Exercise: Up through the line that contains "pub use memory::MemoryLedgerStore;", retype the entries exactly, beginning at the very first line.

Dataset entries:
%%

//! Storage port for the ledger.
//!
//! Implementations own atomicity: every method runs in one storage
//! transaction, and the guards that must hold at commit time (closed periods,
//! posted entries, draft status, reference counts, locked account fields,
//! open budgets, period overlap) are checked inside it rather than by the
//! caller.
//!
//! Reads return `Ok(None)` for absent rows or rows of another tenant; the
//! caller maps that to the matching `NotFound` error.

use std::collections::HashMap;

use async_trait::async_trait;
use chrono::{DateTime, Utc};
use rust_decimal::Decimal;
use tally_shared::types::{
    AccountId, BudgetId, BudgetItemId, FiscalPeriodId, JournalEntryId, TenantId, TransactionId,
    UserId,
};

use crate::accounts::{Account, AccountFilter, AccountReferences};
use crate::budget::{Budget, BudgetItem};
use crate::error::LedgerResult;
use crate::fiscal::FinancialPeriod;
use crate::journal::{JournalEntry, JournalStatus};
use crate::ledger::{DateWindow, LedgerTransaction, Movement, TransactionFilter};

mod memory;

pub use memory::MemoryLedgerStore;

/// Persistence operations required by [`crate::engine::GeneralLedger`].
#[async_trait]
pub trait LedgerStore: Send + Sync {
    // ========== Accounts ==========

    /// Inserts an account. Fails with `DuplicateAccountCode` on a taken code.
    async fn insert_account(&self, account: &Account) -> LedgerResult<()>;

    /// Fetches an account.
    async fn get_account(&self, tenant_id: TenantId, id: AccountId)
    -> LedgerResult<Option<Account>>;

    /// Fetches an account by code.
    async fn get_account_by_code(
        &self,
        tenant_id: TenantId,
        code: &str,
    ) -> LedgerResult<Option<Account>>;

    /// Lists accounts matching the filter, ordered by code.
    async fn list_accounts(
        &self,
        tenant_id: TenantId,
        filter: &AccountFilter,
    ) -> LedgerResult<Vec<Account>>;

    /// Replaces an account. Fails with `DuplicateAccountCode` on a taken code.
    ///
    /// The stored row is compared with `account` after counting references in
    /// the same transaction; a type or currency change on a referenced
    /// account fails with `AccountFieldLocked`.
    async fn update_account(&self, account: &Account) -> LedgerResult<()>;

    /// Deletes an account once nothing references it.
    ///
    /// The reference count and the delete happen in one transaction; a
    /// referenced account fails with `AccountInUse`, a system account with
    /// `SystemAccount`.
    async fn delete_account(&self, tenant_id: TenantId, id: AccountId) -> LedgerResult<()>;

    /// Counts the records that point at an account.
    async fn account_references(
        &self,
        tenant_id: TenantId,
        id: AccountId,
    ) -> LedgerResult<AccountReferences>;

    /// Overwrites the cached `current_balance` of each listed account.
    async fn set_balance_hints(
        &self,
        tenant_id: TenantId,
        balances: &[(AccountId, Decimal)],
    ) -> LedgerResult<()>;

    // ========== Transactions ==========

    /// Inserts a transaction.
    ///
    /// Both accounts are re-checked as stored at commit time (`AccountNotFound`,
    /// `AccountInactive`, `CurrencyMismatch`). Fails with `PeriodClosed` when
    /// its date lies in a closed period and with `DuplicateNumber` when its
    /// number is taken.
    async fn insert_transaction(&self, txn: &LedgerTransaction) -> LedgerResult<()>;

    /// Fetches a transaction.
    async fn get_transaction(
        &self,
        tenant_id: TenantId,
        id: TransactionId,
    ) -> LedgerResult<Option<LedgerTransaction>>;

    /// Fetches a transaction by number.
    async fn get_transaction_by_number(
        &self,
        tenant_id: TenantId,
        number: &str,
    ) -> LedgerResult<Option<LedgerTransaction>>;

    /// Lists transactions, newest transaction date first, then newest created.
    async fn list_transactions(
        &self,
        tenant_id: TenantId,
        filter: &TransactionFilter,
    ) -> LedgerResult<Vec<LedgerTransaction>>;

    /// Replaces a transaction's editable fields.
    ///
    /// The stored journal entry link is kept. Fails with `EntryPosted` when
    /// the owning entry is posted and with `PeriodClosed` when the stored or
    /// the new date lies in a closed period. Accounts are re-checked as on
    /// insert.
    async fn update_transaction(&self, txn: &LedgerTransaction) -> LedgerResult<()>;

    /// Deletes a transaction under the same guards as an update.
    async fn delete_transaction(&self, tenant_id: TenantId, id: TransactionId)
    -> LedgerResult<()>;

    // ========== Journal Entries ==========

    /// Inserts a draft entry. Fails with `DuplicateNumber` on a taken number.
    async fn insert_journal_entry(&self, entry: &JournalEntry) -> LedgerResult<()>;

    /// Fetches an entry.
    async fn get_journal_entry(
        &self,
        tenant_id: TenantId,
        id: JournalEntryId,
    ) -> LedgerResult<Option<JournalEntry>>;

    /// Lists entries, newest entry date first.
    async fn list_journal_entries(
        &self,
        tenant_id: TenantId,
        status: Option<JournalStatus>,
    ) -> LedgerResult<Vec<JournalEntry>>;

    /// Links a transaction to a draft entry.
    ///
    /// Returns `false` when the transaction already belonged to this entry.
    async fn attach_transaction(
        &self,
        tenant_id: TenantId,
        entry_id: JournalEntryId,
        transaction_id: TransactionId,
    ) -> LedgerResult<bool>;

    /// Unlinks a transaction from a draft entry.
    async fn detach_transaction(
        &self,
        tenant_id: TenantId,
        entry_id: JournalEntryId,
        transaction_id: TransactionId,
    ) -> LedgerResult<()>;

    /// Moves a draft entry to posted after checking it balances.
    ///
    /// Exactly one of several concurrent callers succeeds; the others fail
    /// with `EntryNotDraft`.
    async fn post_journal_entry(
        &self,
        tenant_id: TenantId,
        id: JournalEntryId,
        actor: UserId,
        now: DateTime<Utc>,
    ) -> LedgerResult<JournalEntry>;

    /// Moves a draft entry to cancelled and releases its transactions.
    async fn cancel_journal_entry(
        &self,
        tenant_id: TenantId,
        id: JournalEntryId,
        actor: UserId,
        now: DateTime<Utc>,
    ) -> LedgerResult<JournalEntry>;

    // ========== Financial Periods ==========

    /// Inserts a period. Fails with `PeriodOverlap` against existing periods.
    async fn insert_period(&self, period: &FinancialPeriod) -> LedgerResult<()>;

    /// Fetches a period.
    async fn get_period(
        &self,
        tenant_id: TenantId,
        id: FiscalPeriodId,
    ) -> LedgerResult<Option<FinancialPeriod>>;

    /// Lists periods ordered by start date.
    async fn list_periods(&self, tenant_id: TenantId) -> LedgerResult<Vec<FinancialPeriod>>;

    /// Closes a period, capturing its income statement totals.
    ///
    /// Returns the stored record and whether this call closed it. A period
    /// that is already closed comes back unchanged with `false`.
    async fn close_period(
        &self,
        tenant_id: TenantId,
        id: FiscalPeriodId,
        actor: UserId,
        now: DateTime<Utc>,
    ) -> LedgerResult<(FinancialPeriod, bool)>;

    // ========== Budgets ==========

    /// Inserts a budget.
    async fn insert_budget(&self, budget: &Budget) -> LedgerResult<()>;

    /// Fetches a budget.
    async fn get_budget(&self, tenant_id: TenantId, id: BudgetId) -> LedgerResult<Option<Budget>>;

    /// Lists budgets, newest start date first.
    async fn list_budgets(&self, tenant_id: TenantId) -> LedgerResult<Vec<Budget>>;

    /// Replaces a budget.
    async fn update_budget(&self, budget: &Budget) -> LedgerResult<()>;

    /// Deletes a budget together with its items.
    async fn delete_budget(&self, tenant_id: TenantId, id: BudgetId) -> LedgerResult<()>;

    /// Inserts an item. Fails with `DuplicateBudgetItem` for a repeated account
    /// and with `BudgetClosed` when the budget is closed at commit time.
    async fn insert_budget_item(&self, item: &BudgetItem) -> LedgerResult<()>;

    /// Fetches an item.
    async fn get_budget_item(
        &self,
        tenant_id: TenantId,
        id: BudgetItemId,
    ) -> LedgerResult<Option<BudgetItem>>;

    /// Lists the items of a budget.
    async fn list_budget_items(
        &self,
        tenant_id: TenantId,
        budget_id: BudgetId,
    ) -> LedgerResult<Vec<BudgetItem>>;

    /// Replaces an item of an open budget.
    async fn update_budget_item(&self, item: &BudgetItem) -> LedgerResult<()>;

    /// Deletes an item of an open budget.
    async fn delete_budget_item(&self, tenant_id: TenantId, id: BudgetItemId) -> LedgerResult<()>;

    // ========== Reporting ==========

    /// Debit and credit totals per account for transactions in the window.
    async fn account_movements(
        &self,
        tenant_id: TenantId,
        window: DateWindow,
    ) -> LedgerResult<HashMap<AccountId, Movement>>;

    // ========== Numbering ==========

    /// Next value of a per-tenant counter, starting at 1.
    async fn next_sequence(&self, tenant_id: TenantId, name: &str) -> LedgerResult<u64>;
}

%%

Your solution:
//! Storage port for the ledger.
//!
//! Implementations own atomicity: every method runs in one storage
//! transaction, and the guards that must hold at commit time (closed periods,
//! posted entries, draft status, reference counts, locked account fields,
//! open budgets, period overlap) are checked inside it rather than by the
//! caller.
//!
//! Reads return `Ok(None)` for absent rows or rows of another tenant; the
//! caller maps that to the matching `NotFound` error.

use std::collections::HashMap;

use async_trait::async_trait;
use chrono::{DateTime, Utc};
use rust_decimal::Decimal;
use tally_shared::types::{
    AccountId, BudgetId, BudgetItemId, FiscalPeriodId, JournalEntryId, TenantId, TransactionId,
    UserId,
};

use crate::accounts::{Account, AccountFilter, AccountReferences};
use crate::budget::{Budget, BudgetItem};
use crate::error::LedgerResult;
use crate::fiscal::FinancialPeriod;
use crate::journal::{JournalEntry, JournalStatus};
use crate::ledger::{DateWindow, LedgerTransaction, Movement, TransactionFilter};

mod memory;

pub use memory::MemoryLedgerStore;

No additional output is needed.